MLHU - Health Status Resource

Figure 2.6.4: Events that could be eliminated if health inequalities did not exist by health outcome by year

Population impact number, Middlesex-London, 2003–04 to 2011–12 average annual average

Figure 2.6.4: Events that could be eliminated if health inequalities did not exist by health outcome by year
Source: 
Public Health Ontario. Snapshots: Middlesex-London Health Unit: Health Equity 2003-12 . Toronto, ON: Ontario Agency for Health Protection and Promotion; 2018 May 9 [2019 Mar 14]. Available from: https://www.publichealthontario.ca/en/data-and-analysis/commonly-used-products/snapshots
Note: 
Socioeconomic status was assigned to an individual based on the neighbourhood proxy measure of the Ontario Marginalization - material deprivation quintiles using local cut-offs for comparison purposes. 2007-2008 health status data are assigned to 2006 ON-Marg quintiles, and 2009-2012 health status data are assigned to 2011 ON-Marg quintiles.
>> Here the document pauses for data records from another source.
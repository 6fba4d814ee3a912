//! HTTP API tests driving the full router with in-process requests.

use std::sync::Arc;

use axum::body::{to_bytes, Body};
use axum::http::{header, Request, StatusCode};
use axum::Router;
use serde_json::{json, Value};
use tower::ServiceExt;

use holiday_analyzer::auth::TokenService;
use holiday_analyzer::clients::NagerClient;
use holiday_analyzer::config::AppConfig;
use holiday_analyzer::db::repository::FullRepository;
use holiday_analyzer::db::{seed_reference_data, LocalRepository};
use holiday_analyzer::http::{create_router, AppState};

async fn test_app() -> Router {
    let repository: Arc<dyn FullRepository> = Arc::new(LocalRepository::new());
    seed_reference_data(repository.as_ref()).await.unwrap();

    let config = AppConfig::default();
    let state = AppState::new(
        repository,
        Arc::new(NagerClient::new(&config.import.base_url)),
        Arc::new(TokenService::new(
            &config.auth.jwt_secret,
            config.auth.token_ttl_seconds,
        )),
        Arc::new(config),
    );
    create_router(state)
}

async fn body_json(response: axum::response::Response) -> Value {
    let bytes = to_bytes(response.into_body(), usize::MAX).await.unwrap();
    serde_json::from_slice(&bytes).unwrap()
}

fn get(uri: &str) -> Request<Body> {
    Request::builder().uri(uri).body(Body::empty()).unwrap()
}

fn post_json(uri: &str, body: Value) -> Request<Body> {
    Request::builder()
        .method("POST")
        .uri(uri)
        .header(header::CONTENT_TYPE, "application/json")
        .body(Body::from(body.to_string()))
        .unwrap()
}

async fn login_token(app: &Router) -> String {
    let response = app
        .clone()
        .oneshot(post_json(
            "/api/auth/login",
            json!({"username": "admin", "password": "admin"}),
        ))
        .await
        .unwrap();
    assert_eq!(response.status(), StatusCode::OK);
    let body = body_json(response).await;
    body["token"].as_str().unwrap().to_string()
}

#[tokio::test]
async fn test_health() {
    let app = test_app().await;
    let response = app.oneshot(get("/health")).await.unwrap();
    assert_eq!(response.status(), StatusCode::OK);

    let body = body_json(response).await;
    assert_eq!(body["status"], "ok");
    assert_eq!(body["database"], "connected");
}

#[tokio::test]
async fn test_login_and_validate() {
    let app = test_app().await;
    let token = login_token(&app).await;

    let request = Request::builder()
        .uri("/api/auth/validate")
        .header(header::AUTHORIZATION, format!("Bearer {}", token))
        .body(Body::empty())
        .unwrap();
    let response = app.oneshot(request).await.unwrap();
    assert_eq!(response.status(), StatusCode::OK);

    let body = body_json(response).await;
    assert_eq!(body["valid"], true);
    assert_eq!(body["username"], "admin");
    assert_eq!(body["role"], "ADMIN");
}

#[tokio::test]
async fn test_login_rejects_bad_password() {
    let app = test_app().await;
    let response = app
        .oneshot(post_json(
            "/api/auth/login",
            json!({"username": "admin", "password": "wrong"}),
        ))
        .await
        .unwrap();
    assert_eq!(response.status(), StatusCode::UNAUTHORIZED);
}

#[tokio::test]
async fn test_validate_rejects_missing_token() {
    let app = test_app().await;
    let response = app.oneshot(get("/api/auth/validate")).await.unwrap();
    assert_eq!(response.status(), StatusCode::UNAUTHORIZED);

    let body = body_json(response).await;
    assert_eq!(body["valid"], false);
}

#[tokio::test]
async fn test_admin_routes_require_token() {
    let app = test_app().await;
    let response = app
        .clone()
        .oneshot(post_json(
            "/api/admin/countries",
            json!({"code": "PL", "name": "Poland", "population": 37_500_000}),
        ))
        .await
        .unwrap();
    assert_eq!(response.status(), StatusCode::UNAUTHORIZED);

    let request = Request::builder()
        .method("POST")
        .uri("/api/admin/countries")
        .header(header::AUTHORIZATION, "Bearer not.a.token")
        .header(header::CONTENT_TYPE, "application/json")
        .body(Body::from(
            json!({"code": "PL", "name": "Poland"}).to_string(),
        ))
        .unwrap();
    let response = app.oneshot(request).await.unwrap();
    assert_eq!(response.status(), StatusCode::UNAUTHORIZED);
}

#[tokio::test]
async fn test_admin_country_crud() {
    let app = test_app().await;
    let token = login_token(&app).await;

    let request = Request::builder()
        .method("POST")
        .uri("/api/admin/countries")
        .header(header::AUTHORIZATION, format!("Bearer {}", token))
        .header(header::CONTENT_TYPE, "application/json")
        .body(Body::from(
            json!({"code": "PL", "name": "Poland", "population": 37_500_000}).to_string(),
        ))
        .unwrap();
    let response = app.clone().oneshot(request).await.unwrap();
    assert_eq!(response.status(), StatusCode::CREATED);
    let created = body_json(response).await;
    assert_eq!(created["code"], "PL");
    assert!(created["id"].is_i64());

    // Duplicate code conflicts
    let request = Request::builder()
        .method("POST")
        .uri("/api/admin/countries")
        .header(header::AUTHORIZATION, format!("Bearer {}", token))
        .header(header::CONTENT_TYPE, "application/json")
        .body(Body::from(
            json!({"code": "PL", "name": "Poland again"}).to_string(),
        ))
        .unwrap();
    let response = app.clone().oneshot(request).await.unwrap();
    assert_eq!(response.status(), StatusCode::CONFLICT);

    // The new country shows up in the public listing
    let response = app.oneshot(get("/api/countries")).await.unwrap();
    let body = body_json(response).await;
    let codes: Vec<&str> = body
        .as_array()
        .unwrap()
        .iter()
        .map(|c| c["code"].as_str().unwrap())
        .collect();
    assert!(codes.contains(&"PL"));
}

#[tokio::test]
async fn test_vacation_load_endpoint() {
    let app = test_app().await;
    let response = app
        .oneshot(get("/api/vacation-load?country_code=DE&year=2025"))
        .await
        .unwrap();
    assert_eq!(response.status(), StatusCode::OK);

    let body = body_json(response).await;
    assert_eq!(body["year"], 2025);
    assert_eq!(body["daily_loads"].as_array().unwrap().len(), 365);
    // Week 1 absorbs the Dec 29-31 days and ties the summer weeks at the
    // full 16-state population, so the earliest-week rule picks it
    assert_eq!(body["peak_period"]["start_week"], 1);
    assert!(body["peak_period"]["description"]
        .as_str()
        .unwrap()
        .contains("Weihnachtsferien"));
}

#[tokio::test]
async fn test_vacation_load_unknown_country() {
    let app = test_app().await;
    let response = app
        .oneshot(get("/api/vacation-load?country_code=XX&year=2025"))
        .await
        .unwrap();
    assert_eq!(response.status(), StatusCode::NOT_FOUND);
}

#[tokio::test]
async fn test_vacation_analysis_endpoint() {
    let app = test_app().await;
    let response = app
        .clone()
        .oneshot(get(
            "/api/vacation-analysis?country=DE&start_date=2025-07-01&end_date=2025-08-31",
        ))
        .await
        .unwrap();
    assert_eq!(response.status(), StatusCode::OK);

    let body = body_json(response).await;
    assert!(!body["school_holidays"].as_array().unwrap().is_empty());

    // Malformed date is a client error
    let response = app
        .oneshot(get(
            "/api/vacation-analysis?country=DE&start_date=July&end_date=2025-08-31",
        ))
        .await
        .unwrap();
    assert_eq!(response.status(), StatusCode::BAD_REQUEST);
}

#[tokio::test]
async fn test_region_lookup() {
    let app = test_app().await;
    let response = app.clone().oneshot(get("/api/regions/DE-BY")).await.unwrap();
    assert_eq!(response.status(), StatusCode::OK);
    let body = body_json(response).await;
    assert_eq!(body["name"], "Bayern");

    let response = app.oneshot(get("/api/regions/DE-XX")).await.unwrap();
    assert_eq!(response.status(), StatusCode::NOT_FOUND);
}

#[tokio::test]
async fn test_regions_filtered_by_country() {
    let app = test_app().await;
    let response = app
        .oneshot(get("/api/regions?country_code=DE"))
        .await
        .unwrap();
    assert_eq!(response.status(), StatusCode::OK);
    let body = body_json(response).await;
    assert_eq!(body.as_array().unwrap().len(), 16);
}

#[tokio::test]
async fn test_school_holidays_filters() {
    let app = test_app().await;

    // (region, year) filter
    let response = app
        .clone()
        .oneshot(get("/api/school-holidays?region_code=DE-BY&year=2025"))
        .await
        .unwrap();
    assert_eq!(response.status(), StatusCode::OK);
    let by_region = body_json(response).await;
    assert!(by_region
        .as_array()
        .unwrap()
        .iter()
        .all(|sh| sh["region_code"] == "DE-BY"));

    // (country, year) filter returns every German state's breaks
    let response = app
        .clone()
        .oneshot(get("/api/school-holidays?country_code=DE&year=2025"))
        .await
        .unwrap();
    let by_country = body_json(response).await;
    assert!(by_country.as_array().unwrap().len() > by_region.as_array().unwrap().len());

    // Date range filter
    let response = app
        .oneshot(get(
            "/api/school-holidays?region_code=DE-BY&start_date=2025-07-01&end_date=2025-08-31",
        ))
        .await
        .unwrap();
    let in_range = body_json(response).await;
    assert!(in_range
        .as_array()
        .unwrap()
        .iter()
        .any(|sh| sh["name"] == "Sommerferien"));
}

#[tokio::test]
async fn test_admin_school_holiday_lifecycle() {
    let app = test_app().await;
    let token = login_token(&app).await;

    let request = Request::builder()
        .method("POST")
        .uri("/api/admin/school-holidays")
        .header(header::AUTHORIZATION, format!("Bearer {}", token))
        .header(header::CONTENT_TYPE, "application/json")
        .body(Body::from(
            json!({
                "name": "Projektwoche",
                "region_code": "DE-BY",
                "start_date": "2025-05-05",
                "end_date": "2025-05-09"
            })
            .to_string(),
        ))
        .unwrap();
    let response = app.clone().oneshot(request).await.unwrap();
    assert_eq!(response.status(), StatusCode::CREATED);
    let created = body_json(response).await;
    let id = created["id"].as_i64().unwrap();
    assert_eq!(created["year"], 2025);

    let request = Request::builder()
        .method("DELETE")
        .uri(format!("/api/admin/school-holidays/{}", id))
        .header(header::AUTHORIZATION, format!("Bearer {}", token))
        .body(Body::empty())
        .unwrap();
    let response = app.clone().oneshot(request).await.unwrap();
    assert_eq!(response.status(), StatusCode::NO_CONTENT);

    // Bulk delete by region and year reports the count
    let request = Request::builder()
        .method("DELETE")
        .uri("/api/admin/school-holidays?region_code=DE-BY&year=2025")
        .header(header::AUTHORIZATION, format!("Bearer {}", token))
        .body(Body::empty())
        .unwrap();
    let response = app.oneshot(request).await.unwrap();
    assert_eq!(response.status(), StatusCode::OK);
    let body = body_json(response).await;
    assert!(body["deleted"].as_u64().unwrap() > 0);
}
Over fifty percent of all mental health related emergency department visits could be eliminated in Middlesex-London if health inequities did not exist. Specifically, 7,007 visits of the 13,669 visits of the mental health related emergency department visits could have been avoided in Middlesex-London in 2011–12, if each socioeconomic group (based on material deprivation quintiles) experienced the rate of the most advantaged group.

Over forty percent of all alcohol attributed hospitalizations could be eliminated in Middlesex-London if health inequities did not exist. Specifically, 255 of the 592 cases of alcohol attributed hospitalizations could have been avoided in Middlesex-London in 2011–12, if each socioeconomic group (based on local material deprivation quintiles) experienced the rate of the most advantaged group.

Approximately forty percent of all potentially avoidable deaths could be eliminated in Middlesex-London if health inequities did not exist. Specifically, 678 of the 1,687 deaths due to potentially avoidable causes could have been avoided in Middlesex-London in 2011–12, if each socioeconomic group (based on local material deprivation quintiles) experienced the rate of the most advantaged group.

Just under twenty percent of all potentially avoidable singleton low birth weight births could be eliminated in Middlesex-London if health inequities did not exist. Specifically, 64 of the 381 low birth weigh births could have been prevented in Middlesex-London in 2011–12, if each socioeconomic group (based on local material deprivation quintiles) experienced the rate of low birth weight of the most advantaged group.